Criança e adolescente

Conselheiros tutelares são eleitos em São Domingos

Ministério Público acompanhou todo o processo eleitoral no município.

Atualizada em 27/03/2022 às 14h06

SÃO LUÍS - O município de São Domingos realizou, sábado (3), a eleição para escolha dos conselheiros tutelares. Catorze candidatos concorreram às cinco vagas. Todo o processo de escolha, incluindo a seleção e treinamento dos candidatos, foi acompanhado pela promotoria de justiça da comarca.

A promotora de justiça Klycia Luiza Castro Menezes garantiu a utilização de urnas eletrônicas, solicitando os equipamentos ao Tribunal Regional Eleitoral. As urnas permitem segurança e agilidade na apuração dos votos.

Os candidatos passaram por um treinamento, em janeiro deste ano, ministrado pelo Centro de Apoio Operacional da Infância e Juventude, órgão auxilar do MPMA. Os catorze candidatos selecionados foram aprovados na prova de conhecimentos sobre o Estatuto da Criança e do Adolescente (ECA), requisito para concorrer ao cargo de conselheiro tutelar.

Durante o mês de fevereiro foram realizadas audiências públicas nos povoados do município para apresentação dos candidatos à população. Os candidatos tiveram o mesmo tempo para apresentar suas propostas. No final de cada audiência pública, os populares participaram com perguntas e opiniões.

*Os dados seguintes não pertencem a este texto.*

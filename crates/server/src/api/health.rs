//! Server health endpoint.

use std::sync::Arc;

use axum::extract::State;
use axum::Json;
use serde::Serialize;

use crate::state::AppState;

use super::{internal_error, ErrorReply};

#[derive(Serialize, utoipa::ToSchema)]
#[serde(rename_all = "camelCase")]
pub struct HealthResponse {
    pub status: &'static str,
    pub version: &'static str,
    pub total_prompts: usize,
    pub scheduling_active: bool,
    pub activation_job_running: bool,
}

#[utoipa::path(
    get,
    path = "/health",
    tag = "Health",
    responses(
        (status = 200, description = "Server status", body = HealthResponse)
    )
)]
pub async fn health(State(state): State<Arc<AppState>>) -> Result<Json<HealthResponse>, ErrorReply> {
    let prompts = state.prompts.list_ordered().map_err(internal_error)?;
    let config = state.scheduling.get();
    Ok(Json(HealthResponse {
        status: "ok",
        version: "0.1.0",
        total_prompts: prompts.len(),
        scheduling_active: config.is_active,
        activation_job_running: state.activation.is_running(),
    }))
}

Atuação – O conselho tutelar é um órgão público, comunitário, permanente, que tem a missão de zelar pelo cumprimento dos direitos das crianças e adolescentes. Esse trabalho é desenvolvido por cinco membros escolhidos diretamente pela comunidade da área, para um mandato de três anos.

O marco legal do conselho tutelar é o ECA (Lei 8069/90), que estabelece a concepção da garantia dos direitos do público infanto-juvenil como prioridade absoluta, sujeitos de direitos, e proteção integral.

A função de conselheiro tutelar é pública e deve ser pautada pela defesa dos direitos humanos. Cabe ao conselheiro a tender as denúncias e solicitações feitas pelas crianças, adolescentes, famílias, comunidades e cidadãos. Ele deve exercer as funções de escutar, orientar, aconselhar, encaminhar e acompanhar os casos. Pode, também, requisitar serviços necessários à efetivação do atendimento adequado a cada caso.

O conselho tutelar pode contribuir para o planejamento e a formulação de políticas e planos municipais de atendimento à criança, ao adolescente e às suas famílias. Fiscaliza em conjunto com o Ministério Público e o juiz da infância e juventude as entidades governamentais e não-governamentais de atendimento em regime de orientação e apoio sócio-familiar, apoio sócio-educativo em meio aberto, colocação familiar, abrigo, liberdade assistida, semi-liberdade e internação.